## WHAT THE TASK ASKS
Below are the entries; tally the lines holding the string "rfind" and give only that figure.

## INPUT DATA

• • • • •

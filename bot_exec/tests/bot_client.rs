//! Connection lifecycle of `BotClient` against a robot simulated with a local TCP listener.

use std::{
    io::{Read, Write},
    net::TcpListener,
    thread,
    time::{Duration, Instant},
};

use bot_lib::{
    arm_ctrl::{self, ArmDemand},
    bot_client::{BotClient, BotClientError, ConnectionState},
    nav_ctrl::{self, NavMode},
    params::BotExecParams,
};
use comms_if::eqpt::arm::ArmId;

fn params(port: u16) -> BotExecParams {
    BotExecParams {
        control_port: port,
        rgb_cam_enabled: false,
        depth_cam_enabled: false,
        cmd_freq_hz: 200.0,
        ..Default::default()
    }
}

fn wait_for<F: Fn() -> bool>(what: &str, f: F) {
    let start = Instant::now();
    while !f() {
        assert!(
            start.elapsed() < Duration::from_secs(5),
            "Timed out waiting for {}",
            what
        );
        thread::sleep(Duration::from_millis(5));
    }
}

fn lidar_frame() -> String {
    let ranges: Vec<String> = (0..200).map(|i| format!("{}", 1.0 + i as f64 * 0.01)).collect();
    format!(".laser#{}\r\n", ranges.join(";"))
}

#[test]
fn test_connection_lifecycle() {
    let listener = TcpListener::bind("127.0.0.1:0").unwrap();
    let port = listener.local_addr().unwrap().port();

    // Simulated robot: send some telemetry then record everything received until the client
    // closes the stream
    let robot = thread::spawn(move || {
        let (mut stream, _) = listener.accept().unwrap();

        let mut tm = String::new();
        tm.push_str(".wheels#0;0;0;0\r\n");
        tm.push_str(".manip0#168;66;-150;105;166\r\n");
        tm.push_str("not a frame\r\n");
        tm.push_str(".wheels#2;2;2;2\r\n");
        tm.push_str(&lidar_frame());
        stream.write_all(tm.as_bytes()).unwrap();

        let mut received = String::new();
        stream.read_to_string(&mut received).unwrap();
        received
    });

    let client = BotClient::new(
        params(port),
        arm_ctrl::Params::default(),
        nav_ctrl::Params::default(),
    );

    client.connect("127.0.0.1").unwrap();
    assert_eq!(client.connection_state(), ConnectionState::Connected);
    assert!(matches!(
        client.connect("127.0.0.1"),
        Err(BotClientError::AlreadyConnected)
    ));

    // Telemetry in
    wait_for("lidar scan", || client.get_lidar_scan().is_some());
    assert_eq!(client.get_wheels(), Some([2.0; 4]));
    assert_eq!(client.get_arm_pose(ArmId::Arm0), Some([0.0; 5]));
    assert!(client.get_pose().x_m > 0.0);

    let scan = client.get_lidar_scan().unwrap();
    assert_eq!(scan.scan.len(), 200);
    assert_eq!(scan.wheels, Some([2.0; 4]));
    assert_eq!(scan.pose, client.get_pose());

    // Commands out
    client.move_base(0.1, 0.0, 0.0).unwrap();
    client
        .move_arm(ArmId::Arm1, ArmDemand::default().with_joint(0, 10.0))
        .unwrap();
    thread::sleep(Duration::from_millis(100));

    client.disconnect();
    assert_eq!(client.connection_state(), ConnectionState::Disconnected);

    let received = robot.join().unwrap();

    let base_move = received.find("/base:0.1;0;0^^^").unwrap();
    let stop = received.rfind("/base:0;0;0^^^").unwrap();
    assert!(base_move < stop);
    assert!(received.contains("/arm:1;158;10;-70;195;166^^^"));
    assert!(received.contains("/grip:0;2^^^"));
    assert!(received.contains("/arm:0;168;10;-70;195;166^^^"));
    assert!(received.contains("/grip:1;2^^^"));
    assert!(received.contains("/arm:1;168;10;-70;195;166^^^"));

    // Disconnecting again does nothing
    client.disconnect();
    assert_eq!(client.connection_state(), ConnectionState::Disconnected);
    wait_for("tasks to exit", || client.num_live_tasks() == 0);

    // Commands are refused once disconnected
    assert!(matches!(
        client.move_base(0.1, 0.0, 0.0),
        Err(BotClientError::NotConnected)
    ));
}

#[test]
fn test_link_lost() {
    let listener = TcpListener::bind("127.0.0.1:0").unwrap();
    let port = listener.local_addr().unwrap().port();

    let robot = thread::spawn(move || {
        let (stream, _) = listener.accept().unwrap();
        drop(stream);
    });

    let client = BotClient::new(
        params(port),
        arm_ctrl::Params::default(),
        nav_ctrl::Params::default(),
    );
    client.connect("127.0.0.1").unwrap();
    robot.join().unwrap();

    wait_for("link lost", || {
        client.connection_state() == ConnectionState::ShuttingDown
    });
    assert!(matches!(
        client.move_base(0.1, 0.0, 0.0),
        Err(BotClientError::NotConnected)
    ));

    client.disconnect();
    assert_eq!(client.connection_state(), ConnectionState::Disconnected);
    assert_eq!(client.num_live_tasks(), 0);
}

#[test]
fn test_read_timeout_while_navigating() {
    let listener = TcpListener::bind("127.0.0.1:0").unwrap();
    let port = listener.local_addr().unwrap().port();

    // Silent robot: never sends telemetry but keeps reading commands
    let robot = thread::spawn(move || {
        let (mut stream, _) = listener.accept().unwrap();
        let mut received = String::new();
        stream.read_to_string(&mut received).unwrap();
        received
    });

    let client = BotClient::new(
        BotExecParams {
            read_timeout_s: 0.3,
            ..params(port)
        },
        arm_ctrl::Params::default(),
        nav_ctrl::Params::default(),
    );
    client.connect("127.0.0.1").unwrap();
    client.go_to(10.0, 0.0, 0.0, None, None, None).unwrap();
    assert_eq!(client.nav_mode(), NavMode::Navigating);

    wait_for("link lost", || {
        client.connection_state() == ConnectionState::ShuttingDown
    });
    wait_for("navigation to stop", || client.nav_mode() == NavMode::Idle);
    assert!(matches!(
        client.go_to(10.0, 0.0, 0.0, None, None, None),
        Err(BotClientError::NotConnected)
    ));

    client.disconnect();
    assert_eq!(client.connection_state(), ConnectionState::Disconnected);
    assert_eq!(client.num_live_tasks(), 0);

    // The stream is still writable so the stop and fold go out after the last drive command
    let received = robot.join().unwrap();
    let last_drive = received.rfind("/base:0.2;").unwrap();
    let last_stop = received.rfind("/base:0;0;0^^^").unwrap();
    assert!(last_drive < last_stop);
    assert!(received.contains("/arm:0;168;10;-70;195;166^^^"));
    assert!(received.contains("/arm:1;168;10;-70;195;166^^^"));
}

#[test]
fn test_connect_refused() {
    // Bind then drop to get a port nothing is listening on
    let port = TcpListener::bind("127.0.0.1:0")
        .unwrap()
        .local_addr()
        .unwrap()
        .port();

    let client = BotClient::new(
        params(port),
        arm_ctrl::Params::default(),
        nav_ctrl::Params::default(),
    );

    assert!(matches!(
        client.connect("127.0.0.1"),
        Err(BotClientError::ConnectError(_))
    ));
    assert_eq!(client.connection_state(), ConnectionState::Disconnected);
}
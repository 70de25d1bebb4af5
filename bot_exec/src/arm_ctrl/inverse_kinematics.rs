//! Inverse and forward kinematics of the arm.
//!
//! Joints 2, 3 and 4 move the gripper in the arm's vertical plane. Angles are measured from the
//! upright posture, so the absolute angle of each link from the horizontal is
//!
//! ```text
//! t2 = m2 + pi/2,  t3 = t2 + m3,  t4 = t3 + m4
//! ```
//!
//! and the wrist angle (the angle of the gripper link from horizontal used in targets) is
//! `t4 + pi/2`.

// ---------------------------------------------------------------------------
// IMPORTS
// ---------------------------------------------------------------------------

use nalgebra::{Point2, Point3};
use serde::{Deserialize, Serialize};
use std::f64::consts::{FRAC_PI_2, PI};

use super::{ArmCtrlError, Params};

// ---------------------------------------------------------------------------
// CONSTANTS
// ---------------------------------------------------------------------------

/// Distances below this are treated as zero.
const EPSILON: f64 = 1e-9;

// ---------------------------------------------------------------------------
// DATA STRUCTURES
// ---------------------------------------------------------------------------

/// Result of solving for a planar target.
#[derive(Debug, Clone, Copy, PartialEq, Serialize, Deserialize)]
pub struct IkSolution {
    /// Joints 2, 3 and 4.
    ///
    /// Units: degrees
    pub joints_deg: [f64; 3],

    /// `false` if no solution was found, in which case `joints_deg` holds the previously
    /// commanded angles.
    pub solved: bool,
}

/// Result of the experimental cartesian solver.
#[derive(Debug, Clone, Copy, PartialEq, Serialize, Deserialize)]
pub struct CartesianIkSolution {
    /// Joints 1 to 4.
    ///
    /// Units: degrees
    pub joints_deg: [f64; 4],

    pub solved: bool,
}

// ---------------------------------------------------------------------------
// FUNCTIONS
// ---------------------------------------------------------------------------

/// Solve joints 2, 3 and 4 placing the gripper at `target` with the given wrist angle.
///
/// Two candidate configurations exist for a reachable target. The first one within the joint
/// limits is returned.
///
/// Units: target in millimeters, wrist angle in radians
pub fn solve_planar(
    params: &Params,
    target: &Point2<f64>,
    wrist_rad: f64,
) -> Result<[f64; 3], ArmCtrlError> {
    let l2 = params.upper_arm_length_mm;
    let l3 = params.forearm_length_mm;
    let l4 = params.wrist_length_mm;

    // Position of joint 4
    let x = target.x - l4 * wrist_rad.sin();
    let y = target.y + l4 * wrist_rad.cos();

    let dist_sq = x * x + y * y;
    let dist = dist_sq.sqrt();
    if !dist.is_finite() || dist < EPSILON {
        return Err(ArmCtrlError::OutOfReach);
    }

    let fi = y.atan2(x);
    let b = checked_acos((l2 * l2 + l3 * l3 - dist_sq) / (2.0 * l2 * l3))?;
    let a = checked_acos((l2 * l2 - l3 * l3 + dist_sq) / (2.0 * l2 * dist))?;

    let primary = [
        fi + a - FRAC_PI_2,
        b - PI,
        wrist_rad - (fi + a - FRAC_PI_2) - (b - PI) - PI,
    ];
    let alternate = [
        fi - a - FRAC_PI_2,
        PI - b,
        wrist_rad + a + b - fi - 3.0 * FRAC_PI_2,
    ];

    [primary, alternate]
        .iter()
        .map(|c| [c[0].to_degrees(), c[1].to_degrees(), c[2].to_degrees()])
        .find(|c| within_limits(params, c))
        .ok_or(ArmCtrlError::NoValidSolution)
}

/// Solve for a 3D target, rotating the base towards it and reducing to the planar problem in the
/// (horizontal reach, height) plane.
///
/// This solver is experimental and has not been verified against the hardware.
pub fn solve_cartesian_experimental(
    params: &Params,
    target: &Point3<f64>,
    wrist_rad: f64,
) -> Result<[f64; 4], ArmCtrlError> {
    let reach = (target.x * target.x + target.y * target.y).sqrt();
    if !reach.is_finite() || reach < EPSILON {
        return Err(ArmCtrlError::OutOfReach);
    }

    let base_rad = (target.x / reach).asin();
    if !base_rad.is_finite() {
        return Err(ArmCtrlError::OutOfReach);
    }

    let planar = solve_planar(params, &Point2::new(reach, target.z), wrist_rad)?;

    Ok([base_rad.to_degrees(), planar[0], planar[1], planar[2]])
}

/// Gripper position and wrist angle reached by the given joint 2, 3 and 4 angles.
///
/// Units: joints in degrees, returns millimeters and radians
pub fn forward_planar(params: &Params, joints_deg: &[f64; 3]) -> (Point2<f64>, f64) {
    let t2 = joints_deg[0].to_radians() + FRAC_PI_2;
    let t3 = t2 + joints_deg[1].to_radians();
    let t4 = t3 + joints_deg[2].to_radians();

    let x = params.upper_arm_length_mm * t2.cos()
        + params.forearm_length_mm * t3.cos()
        + params.wrist_length_mm * t4.cos();
    let y = params.upper_arm_length_mm * t2.sin()
        + params.forearm_length_mm * t3.sin()
        + params.wrist_length_mm * t4.sin();

    (Point2::new(x, y), t4 + FRAC_PI_2)
}

fn within_limits(params: &Params, joints_deg: &[f64; 3]) -> bool {
    let limits = [
        params.joint_2_limits_deg,
        params.joint_3_limits_deg,
        params.joint_4_limits_deg,
    ];

    joints_deg
        .iter()
        .zip(limits.iter())
        .all(|(j, (min, max))| *min < *j && *j < *max)
}

/// `acos` which rejects arguments outside `[-1, 1]` rather than returning `NAN`.
fn checked_acos(value: f64) -> Result<f64, ArmCtrlError> {
    if value.is_finite() && (-1.0..=1.0).contains(&value) {
        Ok(value.acos())
    } else {
        Err(ArmCtrlError::OutOfReach)
    }
}

// ---------------------------------------------------------------------------
// TESTS
// ---------------------------------------------------------------------------
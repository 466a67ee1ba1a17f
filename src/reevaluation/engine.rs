//! `ReevaluationEngine` — replays a recorded log against a fresh initial
//! state and checks that every recorded tick hash reproduces byte-for-byte.

use std::path::Path;
use std::sync::Arc;

use serde_json::Value as Json;

use crate::error::{ReplayCompatibilityError, ReplayDivergence};
use crate::ids::{ClientID, PlayerID, SessionID};
use crate::land::keeper::{LandKeeper, Mode};
use crate::land::LandDefinition;
use crate::reevaluation::recorder::{ReevaluationRecord, ReevaluationRecorder};
use crate::resolver::ResolverOutputs;
use crate::snapshot::StateSnapshot;
use crate::sync::engine::SyncEngine;
use crate::sync::StateNode;
use crate::transport::{ReevaluationOutputMode, ReevaluationSink, ServerEvent};

/// Per-land-type hook converting a step's broadcast snapshot into a
/// domain-friendly JSON shape for tooling.
/// Optional — `NoopProjector` is the default when no domain shape is needed.
pub trait Projector<S>: Send + Sync {
    fn project(&self, state: &S, snapshot: &StateSnapshot) -> Result<Json, String>;
}

/// Passes the broadcast snapshot through unchanged. The default when a land
/// type registers no domain projector.
pub struct NoopProjector;

impl<S> Projector<S> for NoopProjector {
    fn project(&self, _state: &S, snapshot: &StateSnapshot) -> Result<Json, String> {
        Ok(Json::from(crate::snapshot::SnapshotValue::Object(snapshot.clone())))
    }
}

/// Result of replaying one recorded tick.
#[derive(Debug, Clone)]
pub struct StepResult {
    pub tick_id: i64,
    pub computed_hash: Option<u32>,
    pub recorded_hash: Option<u32>,
    pub is_match: bool,
    pub projected_state: Json,
}

/// Outcome of a full `ReevaluationEngine::run`.
#[derive(Debug, Clone, PartialEq, Eq)]
pub enum RunStatus {
    Completed,
    /// Permanent: a later `Completed` signal must never overwrite this.
    Failed,
}

pub struct RunResult {
    pub status: RunStatus,
    pub max_tick_id: i64,
    pub steps: Vec<StepResult>,
}

impl RunResult {
    pub fn tick_hashes(&self) -> Vec<(i64, Option<u32>)> {
        self.steps.iter().map(|s| (s.tick_id, s.computed_hash)).collect()
    }

    pub fn recorded_state_hashes(&self) -> Vec<(i64, Option<u32>)> {
        self.steps.iter().map(|s| (s.tick_id, s.recorded_hash)).collect()
    }

    pub fn all_matched(&self) -> bool {
        self.steps.iter().all(|s| s.is_match)
    }

    /// Every step where both hashes were computable but disagreed.
    pub fn divergences(&self) -> Vec<ReplayDivergence> {
        self.steps
            .iter()
            .filter_map(|s| match (s.computed_hash, s.recorded_hash) {
                (Some(computed), Some(recorded)) if computed != recorded => {
                    Some(ReplayDivergence { tick_id: s.tick_id, computed_hash: computed, recorded_hash: recorded })
                }
                _ => None,
            })
            .collect()
    }
}

pub struct RunOptions<S> {
    pub output_mode: ReevaluationOutputMode,
    pub stop_on_first_divergence: bool,
    pub projector: Arc<dyn Projector<S>>,
    pub sink: Option<Arc<dyn ReevaluationSink>>,
    pub transport: Option<Arc<dyn crate::transport::Transport>>,
}

impl<S> Default for RunOptions<S> {
    fn default() -> Self {
        Self {
            output_mode: ReevaluationOutputMode::default(),
            stop_on_first_divergence: false,
            projector: Arc::new(NoopProjector),
            sink: None,
            transport: None,
        }
    }
}

impl<S> RunOptions<S> {
    /// Seeds `output_mode`/`stop_on_first_divergence` from a deserialized
    /// [`crate::config::ReevaluationSettings`]; collaborators (`projector`,
    /// `sink`, `transport`) still default and can be overridden afterward.
    pub fn from_settings(settings: crate::config::ReevaluationSettings) -> Self {
        Self { output_mode: settings.output_mode, stop_on_first_divergence: settings.stop_on_first_divergence, ..Self::default() }
    }
}

pub struct ReevaluationEngine;

impl ReevaluationEngine {
    /// Opens the record at `record_path`, verifies it is compatible with
    /// `definition`, then replays every frame against `initial_state`.
    pub fn run<S: StateNode + Clone + 'static>(
        definition: Arc<LandDefinition<S>>,
        initial_state: S,
        record_path: impl AsRef<Path>,
        options: RunOptions<S>,
    ) -> Result<RunResult, ReplayCompatibilityError> {
        let record = ReevaluationRecorder::load(record_path)
            .map_err(|_| ReplayCompatibilityError::SchemaMismatch {
                recorded: None,
                expected: definition.land_definition_id.clone(),
            })?;
        Self::run_record(definition, initial_state, &record, options)
    }

    pub fn run_record<S: StateNode + Clone + 'static>(
        definition: Arc<LandDefinition<S>>,
        initial_state: S,
        record: &ReevaluationRecord,
        options: RunOptions<S>,
    ) -> Result<RunResult, ReplayCompatibilityError> {
        verify_compatibility(definition.land_type, &definition.land_definition_id, record)?;

        let mut keeper = LandKeeper::new(Arc::clone(&definition), initial_state, Mode::Reevaluation);
        let mut steps = Vec::new();
        let mut status = RunStatus::Completed;

        for frame in &record.frames {
            for lifecycle in &frame.lifecycle_events {
                keeper.apply_lifecycle_event(lifecycle.clone());
            }

            for action in &frame.actions {
                let resolver_outputs = ResolverOutputs(action.resolver_outputs.clone());
                keeper.enqueue_recorded_action(
                    action.seq,
                    action.type_identifier.clone(),
                    action.payload.clone(),
                    resolver_outputs,
                    action.player.clone().unwrap_or_else(|| PlayerID::new("")),
                    action.client.clone().unwrap_or_else(|| ClientID::new("")),
                    action.session.clone().unwrap_or_else(|| SessionID::new("")),
                );
            }

            for event in &frame.client_events {
                keeper.enqueue_recorded_client_event(
                    event.type_identifier.clone(),
                    event.payload.clone(),
                    event.player.clone(),
                    event.client.clone(),
                    event.session.clone(),
                );
            }

            let produced = keeper.step_tick_once();

            let computed_hash = produced.state_hash;
            let recorded_hash = frame.state_hash;
            let is_match = computed_hash == recorded_hash;

            if let Some(events) = &produced.server_events {
                dispatch_replayed_events(&options, produced.tick_id, events);
            }

            let snapshot = match SyncEngine::extract_broadcast_snapshot(keeper.current_state()) {
                Ok(snapshot) => snapshot,
                Err(_) => StateSnapshot::new(),
            };

            let projected_state = match options.projector.project(keeper.current_state(), &snapshot) {
                Ok(json) => json,
                Err(reason) => {
                    log::error!("reevaluation projector failed at tick {}: {reason}", frame.tick_id);
                    status = RunStatus::Failed;
                    steps.push(StepResult {
                        tick_id: frame.tick_id,
                        computed_hash,
                        recorded_hash,
                        is_match,
                        projected_state: Json::Null,
                    });
                    return Ok(RunResult { status, max_tick_id: record.max_tick_id(), steps });
                }
            };

            steps.push(StepResult { tick_id: frame.tick_id, computed_hash, recorded_hash, is_match, projected_state });

            if !is_match {
                log::warn!(
                    "reevaluation divergence at tick {}: computed {:?} != recorded {:?}",
                    frame.tick_id,
                    computed_hash,
                    recorded_hash
                );
                if options.stop_on_first_divergence {
                    break;
                }
            }
        }

        Ok(RunResult { status, max_tick_id: record.max_tick_id(), steps })
    }
}

fn dispatch_replayed_events<S>(
    options: &RunOptions<S>,
    tick_id: i64,
    recorded: &[crate::reevaluation::recorder::RecordedServerEvent],
) {
    let events: Vec<ServerEvent> = recorded
        .iter()
        .map(|e| ServerEvent {
            type_identifier: e.type_identifier.clone(),
            payload: e.payload.clone(),
            target: e.target.clone(),
            sequence: e.seq,
            tick_id: e.tick_id,
        })
        .collect();

    if let Some(sink) = &options.sink {
        sink.on_emitted_server_events(tick_id, events.clone());
    }
    if options.output_mode == ReevaluationOutputMode::TransportAndSink {
        if let Some(transport) = &options.transport {
            for event in events {
                transport.send_event(event);
            }
        }
    }
}

/// `landType`, `landDefinitionID`, and record `version` must all agree with
/// the requested definition; a missing `landDefinitionID` is itself a
/// `SchemaMismatch` (strict).
fn verify_compatibility(
    land_type: &str,
    land_definition_id: &str,
    record: &ReevaluationRecord,
) -> Result<(), ReplayCompatibilityError> {
    if record.metadata.land_type != land_type {
        return Err(ReplayCompatibilityError::LandTypeMismatch {
            recorded: record.metadata.land_type.clone(),
            expected: land_type.to_string(),
        });
    }
    if record.metadata.land_definition_id != land_definition_id {
        return Err(ReplayCompatibilityError::SchemaMismatch {
            recorded: Some(record.metadata.land_definition_id.clone()),
            expected: land_definition_id.to_string(),
        });
    }
    if record.metadata.record_format_version != crate::reevaluation::recorder::RECORD_FORMAT_VERSION {
        return Err(ReplayCompatibilityError::RecordVersionMismatch {
            recorded: record.metadata.record_format_version.clone(),
            expected: crate::reevaluation::recorder::RECORD_FORMAT_VERSION.to_string(),
        });
    }
    Ok(())
}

• • • • •

## RESPONSE TO THIS TASK
3